Losing weight is simple – eat less, do more – but as anyone who’s tried it knows, it’s not quite as straightforward in practice.  Also, I am the queen of cheating.  I have always enjoyed a good debate and will happily argue that black is white, just for kicks.  Unfortunately this means that I am quite capable of convincing myself that a bottle of red is no worse than a glass because if I have it all in one sitting my body can’t absorb it all and I’ll just pee it out; when I am drunk, having clearly absorbed the whole bottle, and it becomes clear my logic was flawed, it’s too late.

Being quite sporty, it’s also easy to deny the importance of my fatness by claiming that I’m fit and healthy, despite being only 1.3 BMI points off obesity.  I’m certain that I am fitter than many people of my size but I need to face the fact that I’m simply not as healthy as I would be if I were slimmer.  I know Roller Derby needs people of all sizes, but I’m going to take the chance that I’ll be just as effective a blocker if I’m littler, and who knows, maybe I’ll be a decent jammer one day?

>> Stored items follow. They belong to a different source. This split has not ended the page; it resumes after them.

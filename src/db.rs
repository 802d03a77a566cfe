use std::path::{Path, PathBuf};
use std::time::Duration;

use log::{info, warn};
use rusqlite::{Connection, OpenFlags};

use crate::config::DatabaseConfig;
use crate::error::MigrateError;

/// Exclusive handle on the BuildWise SQLite file for the duration of a run.
pub struct Database {
    conn: Connection,
    path: PathBuf,
}

impl Database {
    /// Open an existing database file. The file is never created: a missing
    /// file is a run-level error, not an empty schema.
    pub fn open(path: &Path, config: &DatabaseConfig) -> Result<Self, MigrateError> {
        let flags = OpenFlags::SQLITE_OPEN_READ_WRITE
            | OpenFlags::SQLITE_OPEN_URI
            | OpenFlags::SQLITE_OPEN_NO_MUTEX;

        let conn = Connection::open_with_flags(path, flags).map_err(|source| {
            MigrateError::DatabaseUnavailable {
                path: path.to_path_buf(),
                source,
            }
        })?;

        conn.busy_timeout(Duration::from_millis(config.busy_timeout_ms))?;

        // Touch the schema so a non-database file fails here rather than mid-run
        conn.query_row("SELECT count(*) FROM sqlite_master", [], |row| {
            row.get::<_, i64>(0)
        })
        .map_err(|source| MigrateError::DatabaseUnavailable {
            path: path.to_path_buf(),
            source,
        })?;

        info!(
            "Database opened at: {} (SQLite {})",
            path.display(),
            rusqlite::version()
        );

        Ok(Self {
            conn,
            path: path.to_path_buf(),
        })
    }

    pub fn conn(&self) -> &Connection {
        &self.conn
    }

    pub fn path(&self) -> &Path {
        &self.path
    }
}

/// Run `f` inside a named savepoint: released on success, rolled back on error.
///
/// Nests inside an enclosing transaction (the dry-run rehearsal) and behaves
/// like its own transaction otherwise.
pub fn with_savepoint<T, F>(conn: &Connection, name: &str, f: F) -> Result<T, MigrateError>
where
    F: FnOnce(&Connection) -> Result<T, MigrateError>,
{
    conn.execute_batch(&format!("SAVEPOINT {name}"))?;

    match f(conn) {
        Ok(value) => {
            conn.execute_batch(&format!("RELEASE {name}"))?;
            Ok(value)
        }
        Err(err) => {
            if let Err(rollback_err) =
                conn.execute_batch(&format!("ROLLBACK TO {name}; RELEASE {name}"))
            {
                warn!("Failed to roll back savepoint '{}': {}", name, rollback_err);
            }
            Err(err)
        }
    }
}
pub mod backfill;
pub mod mutator;
pub mod plan;
pub mod rebuild;
pub mod report;
pub mod runner;
pub mod step;
pub mod verify;

pub use plan::MigrationPlan;
pub use report::{RunMode, RunReport, StepState};
pub use runner::{Migrator, RunOptions};
pub use step::{Backfill, MigrationStep, RebuildCheck, StepKind};
use log::{debug, info};
use rusqlite::Connection;

use crate::db::with_savepoint;
use crate::error::MigrateError;
use crate::utils::Utils;

use super::step::Backfill;

/// Populates a column on rows that predate it.
///
/// Only rows where the column IS NULL and the source yields a value are
/// touched, so explicit values are never overwritten and a repeated run
/// updates nothing.
pub struct BackfillPass<'a> {
    conn: &'a Connection,
}

impl<'a> BackfillPass<'a> {
    pub fn new(conn: &'a Connection) -> Self {
        Self { conn }
    }

    pub fn update_sql(table: &str, column: &str, backfill: &Backfill) -> String {
        let column = Utils::quote_ident(column);
        format!(
            "UPDATE {table} SET {column} = ({from}) WHERE {column} IS NULL AND ({from}) IS NOT NULL",
            table = Utils::quote_ident(table),
            column = column,
            from = backfill.from,
        )
    }

    /// Run the backfill in its own savepoint. Returns the number of rows updated.
    ///
    /// A failure rolls back the backfill only; the column added before it stays.
    pub fn run(&self, table: &str, column: &str, backfill: &Backfill) -> Result<usize, MigrateError> {
        let sql = Self::update_sql(table, column, backfill);
        debug!("Executing: {}", sql);

        let updated = with_savepoint(self.conn, "buildwise_backfill", |conn| {
            conn.execute(&sql, []).map_err(|source| MigrateError::BackfillFailed {
                table: table.to_owned(),
                column: column.to_owned(),
                source,
            })
        })?;

        info!("{}.{}: backfilled {} rows", table, column, updated);
        Ok(updated)
    }
}

#[cfg(test)]
mod tests {
    use super::*;
    use pretty_assertions::assert_eq;

    const PHASE_FROM_PROJECT: &str =
        "SELECT p.construction_phase FROM projects p WHERE p.id = cost_positions.project_id";

    fn conn() -> Connection {
        let conn = Connection::open_in_memory().unwrap();
        conn.execute_batch(
            "CREATE TABLE projects (id INTEGER PRIMARY KEY, construction_phase VARCHAR(50));
             CREATE TABLE cost_positions (
                 id INTEGER PRIMARY KEY,
                 project_id INTEGER,
                 construction_phase VARCHAR(50)
             );
             INSERT INTO projects (id, construction_phase) VALUES (1, 'rohbau'), (2, 'innenausbau'), (3, NULL);
             INSERT INTO cost_positions (id, project_id, construction_phase) VALUES
                 (10, 1, NULL),
                 (11, 1, 'fertigstellung'),
                 (12, 2, NULL),
                 (13, 3, NULL),
                 (14, 99, NULL);",
        )
        .unwrap();
        conn
    }

    fn phases(conn: &Connection) -> Vec<(i64, Option<String>)> {
        let mut stmt = conn
            .prepare("SELECT id, construction_phase FROM cost_positions ORDER BY id")
            .unwrap();
        stmt.query_map([], |row| Ok((row.get(0)?, row.get(1)?)))
            .unwrap()
            .collect::<Result<Vec<_>, _>>()
            .unwrap()
    }

    #[test]
    fn test_backfill_only_fills_nulls() {
        let conn = conn();
        let pass = BackfillPass::new(&conn);
        let backfill = Backfill {
            from: PHASE_FROM_PROJECT.into(),
        };

        let updated = pass.run("cost_positions", "construction_phase", &backfill).unwrap();
        assert_eq!(updated, 2);

        assert_eq!(
            phases(&conn),
            vec![
                (10, Some("rohbau".into())),
                (11, Some("fertigstellung".into())),
                (12, Some("innenausbau".into())),
                (13, None),
                (14, None),
            ]
        );
    }

    #[test]
    fn test_backfill_rerun_is_noop() {
        let conn = conn();
        let pass = BackfillPass::new(&conn);
        let backfill = Backfill {
            from: PHASE_FROM_PROJECT.into(),
        };

        pass.run("cost_positions", "construction_phase", &backfill).unwrap();
        let before = phases(&conn);
        assert_eq!(pass.run("cost_positions", "construction_phase", &backfill).unwrap(), 0);
        assert_eq!(phases(&conn), before);
    }

    #[test]
    fn test_backfill_failure_leaves_rows_untouched() {
        let conn = conn();
        let pass = BackfillPass::new(&conn);
        let backfill = Backfill {
            from: "SELECT p.phase_that_does_not_exist FROM projects p".into(),
        };

        let before = phases(&conn);
        let err = pass.run("cost_positions", "construction_phase", &backfill).unwrap_err();
        assert!(matches!(err, MigrateError::BackfillFailed { .. }));
        assert_eq!(phases(&conn), before);
        assert!(conn.is_autocommit());
    }
}
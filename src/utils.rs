use std::time::Duration;

pub struct Utils {}

impl Utils {
    /// True for plain SQL identifiers: ASCII letters, digits and `_`, not
    /// starting with a digit.
    pub fn is_identifier(name: &str) -> bool {
        let mut chars = name.chars();
        match chars.next() {
            Some(first) if first.is_ascii_alphabetic() || first == '_' => {
                chars.all(|c| c.is_ascii_alphanumeric() || c == '_')
            }
            _ => false,
        }
    }

    /// Double-quote an identifier for interpolation into DDL.
    pub fn quote_ident(name: &str) -> String {
        format!("\"{}\"", name.replace('"', "\"\""))
    }

    /// Compare declared column types the way a reader would: case and
    /// whitespace insensitive, so `varchar(100)` matches `VARCHAR( 100 )`.
    pub fn same_decl_type(a: &str, b: &str) -> bool {
        let normalize = |s: &str| {
            s.chars()
                .filter(|c| !c.is_whitespace())
                .map(|c| c.to_ascii_uppercase())
                .collect::<String>()
        };
        normalize(a) == normalize(b)
    }

    pub fn format_elapsed(elapsed: Duration) -> String {
        let millis = elapsed.as_millis();
        if millis < 1000 {
            format!("{}ms", millis)
        } else {
            format!("{:.1}s", elapsed.as_secs_f64())
        }
    }
}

So, with all these thoughts in mind, I embark upon the dieter’s journey.  In the meantime, however, it’s lucky my team play in that most flattering of colours, black!


Thursday 1 September 2011

Reluctant Blogger


There’s something very egocentric about blogging which makes me uncomfortable.  I wouldn’t stand in the street in the real world and assume random strangers would be interested in knowing more about me, so why should things be any different in the virtual world?  I guess the main difference is that here in cyberland, you are only a click away from getting rid of me – it’s much less awkward than getting rid of an over-eager sharer on the High Street.  Also, if you’ve found this blog, you’re probably interested in reading what other people have to say – blogging’s self-selecting in that way, I guess.

So, why am I doing it?  There are a couple of reasons. 

Firstly, as it says on the right there in the ‘About Me’ section, I play Roller Derby, which makes it very easy for people to label me.  They assume variously that all rollergirls (should that be one word, or two, I’m never sure) are lesbians, ‘alternative’ (whatever that means), or very cool – or, indeed a combination of these.  Whilst clearly many roller girls (tried two words that time, let me know which one you prefer) do fit into one or more of these categories, one of the things I love about Roller Derby is that it truly does accept all comers.  I would not categorise myself as a lesbian, alternative OR cool, but I am still a valued member of the Lincolnshire Bombers Roller Girls and, hopefully, the Derby community at large.  Through this blog, hopefully I can show that those of us who enjoy hitting people while wearing roller skates are more multi-faceted than some might think.

Secondly, and much more selfishly, I want to get my writing out there.  I have a job which I really like (more on that in an upcoming post) but I’d love to write for money – become a word-whore, if you will.  That means getting readers, and that is where you come in.  In future posts there’ll be links to various things I’ve written and I’d love it if you’d read them!